The FE foot model predicted the responses of the foot musculoskeletal structure to the changes in foot orientation angles well. With increased ankle dorsiflexion, plantar pressures increased in the heel regions and decreased in all forefoot regions. When the ankle dorsiflexes, the calcaneus moves towards the ground surface whilst the forefoot moves away from the ground. Similarly, with increased ankle inversion, the plantar pressures increased in all the lateral regions and reduced in all medial regions. The maximum region-specific percentage change ratio (pressure percentage change over orientation angle percentage change) was 11.37 for angle \(\gamma \), and 4.84 for angle \(\alpha \), which are much larger than those of the other model parameters. This strongly suggests that the 3D rather than 2D positions and orientations of the foot structure needs to be carefully defined. Subject-specific measurement data might be a prerequisite for this in future FE foot modelling. This also suggests the model would be responsive to known changes in foot biomechanics after injury, such as changes in ankle inversion post-lateral ankle sprain (Bae et al. 2015).

The encapsulated soft tissue was simplified as linear elastic material to reduce the computational load incurred by the intensive FE sensitivity analyses. Nonlinear representation, e.g. hyperelastic material, was used to model the plantar soft tissue in previous studies (Chen et al. 2010; Cheung et al. 2005; Qian et al. 2013). However, in most previous work, the bones, cartilage, ligaments, tendons, plantar fascia etc. were all modelled as linear elastic materials based on data in the literature. Latest advances in medical imaging techniques provide in vivo personalised nonlinear nonhomogeneous material property data for FE foot modelling (Brandenburg et al. 2014; Passmore et al. 2017). Although muscle forces used in the FE simulations of this study were provided by a subject-specific multi-body musculoskeletal model (based on the 3D motion and GRF data recorded for the same subject), the accuracy of the calculated muscle forces needs careful verification and validation (Hicks et al. 2015). Direct measurement of in vivo muscle loads is required to truly validate musculoskeletal models, but it remains a significant challenge. Quasi-static FE simulations were conducted at five typical events in the stance phase of walking, and fully muscle-driven dynamic FE foot simulations may improve the prediction accuracy of peak plantar pressures (Qian et al. 2013). However, this is still challenging for 3D simulations due to the high computational demands and the complicated interactions between foot musculoskeletal components under dynamic conditions.

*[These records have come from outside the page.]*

//! Tag names and tag filters

use crate::error::{Result, TransactionError};
use regex::Regex;
use std::collections::BTreeSet;
use std::sync::LazyLock;

static TAG_NAME: LazyLock<Option<Regex>> =
    LazyLock::new(|| Regex::new(r"\A[[:alnum:]_][[:alnum:]_:.\-]*\z").ok());

/// Whether `tag` is usable as a tag (after lowercasing)
pub fn is_valid_tag(tag: &str) -> bool {
    TAG_NAME.as_ref().is_some_and(|pattern| pattern.is_match(tag))
}

/// Lowercase and validate one tag
pub fn normalize_tag(tag: &str) -> Result<String> {
    let tag = tag.trim().to_lowercase();
    if is_valid_tag(&tag) {
        Ok(tag)
    } else {
        Err(TransactionError::InvalidTag(tag))
    }
}

/// Split comma separated tag lists and normalize every entry
///
/// `["web,db", "Cache"]` becomes `["web", "db", "cache"]`.
pub fn split_tags<I, S>(tags: I) -> Result<Vec<String>>
where
    I: IntoIterator<Item = S>,
    S: AsRef<str>,
{
    let mut out = Vec::new();
    for entry in tags {
        for tag in entry.as_ref().split(',').filter(|t| !t.trim().is_empty()) {
            let tag = normalize_tag(tag)?;
            if !out.contains(&tag) {
                out.push(tag);
            }
        }
    }
    Ok(out)
}

/// Tags a resource receives without asking: its type and, when usable, its title
pub fn automatic_tags(type_name: &str, title: &str) -> BTreeSet<String> {
    let mut tags = BTreeSet::new();
    for part in type_name.split("::") {
        tags.insert(part.to_lowercase());
    }
    tags.insert(type_name.to_lowercase());
    let title = title.to_lowercase();
    if is_valid_tag(&title) {
        tags.insert(title);
    }
    tags
}

#[cfg(test)]
mod tests {
    use super::*;

    #[test]
    fn test_valid_tags() {
        assert!(is_valid_tag("web"));
        assert!(is_valid_tag("apache::mod"));
        assert!(is_valid_tag("v1.2-beta"));
        assert!(!is_valid_tag(""));
        assert!(!is_valid_tag("has space"));
        assert!(!is_valid_tag("-leading"));
    }

    #[test]
    fn test_normalize_lowercases() {
        assert_eq!(normalize_tag(" Web ").unwrap(), "web");
        assert!(normalize_tag("not valid").is_err());
    }

    #[test]
    fn test_split_tags() {
        let tags = split_tags(["web,db", "Cache", "web"]).unwrap();
        assert_eq!(tags, vec!["web", "db", "cache"]);
    }

    #[test]
    fn test_split_tags_rejects_invalid() {
        assert!(split_tags(["ok,no way"]).is_err());
    }

    #[test]
    fn test_automatic_tags() {
        let tags = automatic_tags("foo::bar", "Main");
        assert!(tags.contains("foo"));
        assert!(tags.contains("bar"));
        assert!(tags.contains("foo::bar"));
        assert!(tags.contains("main"));

        let tags = automatic_tags("file", "/etc/hosts");
        assert!(!tags.contains("/etc/hosts"));
    }
}
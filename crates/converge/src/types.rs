//! Core types shared across the transaction

use chrono::{DateTime, Local};
use std::collections::BTreeMap;
use std::sync::Arc;
use std::sync::atomic::{AtomicBool, Ordering};

/// Value of a resource property
pub type Value = serde_json::Value;

/// Property name to value
pub type PropertyMap = BTreeMap<String, Value>;

/// Property that decides whether a resource exists at all
pub const ENSURE: &str = "ensure";

/// `ensure` value of a missing resource, and the value of an unset property
pub const ABSENT: &str = "absent";

/// `ensure` value of a resource that exists in no particular form
pub const PRESENT: &str = "present";

/// The value meaning "not there"
pub fn absent() -> Value {
    Value::String(ABSENT.to_string())
}

pub fn is_absent(value: &Value) -> bool {
    value.as_str() == Some(ABSENT) || value.is_null()
}

/// Render a value for change messages: strings quoted, the rest as JSON
pub fn format_value(value: &Value) -> String {
    match value {
        Value::String(text) => format!("'{text}'"),
        other => other.to_string(),
    }
}

/// Shared cancellation switch
///
/// Cloning shares the flag; a signal handler or another thread can request
/// a stop that the transaction observes between resources.
#[derive(Debug, Clone, Default)]
pub struct StopFlag(Arc<AtomicBool>);

impl StopFlag {
    pub fn new() -> Self {
        Self::default()
    }

    pub fn request_stop(&self) {
        self.0.store(true, Ordering::SeqCst);
    }

    pub fn is_requested(&self) -> bool {
        self.0.load(Ordering::SeqCst)
    }
}

/// Options controlling one transaction
#[derive(Debug, Clone, Default)]
pub struct TransactionOptions {
    /// Report what would change without changing anything
    pub noop: bool,
    /// Only apply resources carrying one of these tags (empty: all)
    pub tags: Vec<String>,
    /// Never apply resources carrying one of these tags
    pub skip_tags: Vec<String>,
    /// Ignore `tags` entirely
    pub ignore_tags: bool,
    /// Apply resources outside their schedule
    pub ignore_schedules: bool,
    /// Running against a network device instead of a host
    pub for_network_device: bool,
    /// Coalesce "failed dependencies" warnings per declaring container
    pub merge_dependency_warnings: bool,
    pub stop: StopFlag,
    /// Clock used for schedules; `None` means the real time
    pub now: Option<DateTime<Local>>,
}

impl TransactionOptions {
    pub fn noop(mut self, noop: bool) -> Self {
        self.noop = noop;
        self
    }

    pub fn with_tags(mut self, tags: Vec<String>) -> Self {
        self.tags = tags;
        self
    }

    pub fn with_skip_tags(mut self, tags: Vec<String>) -> Self {
        self.skip_tags = tags;
        self
    }

    pub fn with_stop(mut self, stop: StopFlag) -> Self {
        self.stop = stop;
        self
    }
}
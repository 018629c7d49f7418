//! Fixed-width matrix rendering for stdout and the ASM output files.

use std::fs::File;
use std::io::{self, Write};
use std::path::Path;

use engine::grid::HeightGrid;

/// Format a grid the way the samplers print it: two-wide cells separated
/// by a space, one line per row.
pub fn render(grid: &HeightGrid) -> String {
    let mut out = String::new();
    for row in 0..grid.rows() {
        for col in 0..grid.cols() {
            out.push_str(&format!("{:2} ", grid.get(row, col)));
        }
        out.push('\n');
    }
    out
}

/// Print a grid to stdout.
pub fn print(grid: &HeightGrid) {
    print!("{}", render(grid));
}

/// Write an ASM under `dir` as `asm.txt` (signed two-wide entries) and
/// `asm_pretty.txt` (`+ `, `- `, or two spaces per entry).
pub fn write_asm_files_in(dir: &Path, matrix: &HeightGrid) -> io::Result<()> {
    let mut plain = File::create(dir.join("asm.txt"))?;
    let mut pretty = File::create(dir.join("asm_pretty.txt"))?;
    for row in 0..matrix.rows() {
        for col in 0..matrix.cols() {
            let entry = matrix.get(row, col);
            write!(plain, "{entry:2}")?;
            let cell = match entry {
                1 => "+ ",
                -1 => "- ",
                _ => "  ",
            };
            write!(pretty, "{cell}")?;
        }
        writeln!(plain)?;
        writeln!(pretty)?;
    }
    Ok(())
}

/// Write the ASM output files in the current working directory.
pub fn write_asm_files(matrix: &HeightGrid) -> io::Result<()> {
    write_asm_files_in(Path::new("."), matrix)
}
//! Capability set a lattice variant exposes to the coupling driver.

use crate::grid::HeightGrid;
use crate::rng::BitSource;

/// One lattice variant: grid shape, extremal fields, coupled update.
///
/// `step` must be monotone: two fields that are pointwise ordered stay
/// ordered when stepped with the same bit stream. Coalescence of the
/// extremal pair at time zero is only an exact-sampling certificate under
/// that property.
pub trait Dynamics {
    /// Grid row count.
    fn rows(&self) -> usize;

    /// Grid column count.
    fn cols(&self) -> usize;

    /// Overwrite `grid` with the minimal height field.
    fn fill_min(&self, grid: &mut HeightGrid);

    /// Overwrite `grid` with the maximal height field.
    fn fill_max(&self, grid: &mut HeightGrid);

    /// Advance both coupled copies by one time step.
    ///
    /// Sites are visited in a fixed row-major order and exactly one ±1 bit
    /// is consumed per visited site, whether or not either copy flips.
    fn step(&self, min: &mut HeightGrid, max: &mut HeightGrid, bits: &mut BitSource);

    /// Short label used in progress reports.
    fn label(&self) -> &'static str;
}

The FE prediction results were only validated against measured plantar pressure data in this study. Since the relative articulations of all the bony joints were included in the foot FE model, the predicted 3D joint motions and internal soft tissue deformations can also be experimentally validated (Chen et al. 2012). Our future work will look to address this limitation by comparing use of subject-specific model output to 3D in vivo foot joint motion data from dual-plane fluoroscopy and internal soft tissue deformations recorded by high-resolution MRI.

5 Conclusion

A subject-specific FE foot model was constructed with boundary and loading conditions defined by a multi-body musculoskeletal model and 3D gait measurements for the same subject. The model provides good predictions of personalised barefoot walking plantar pressures and reasonable adaptive behaviours to changes in external loading and boundary conditions. The sensitivity analyses reveal the model predictions are moderately sensitive to material properties, GRFs and muscle forces, but significantly sensitive to foot orientation. The FE modelling approach presented provides a possible way to explore the sophisticated interplay between muscular control, internal joint movements, plantar load transfer and ground–foot interaction for the human foot.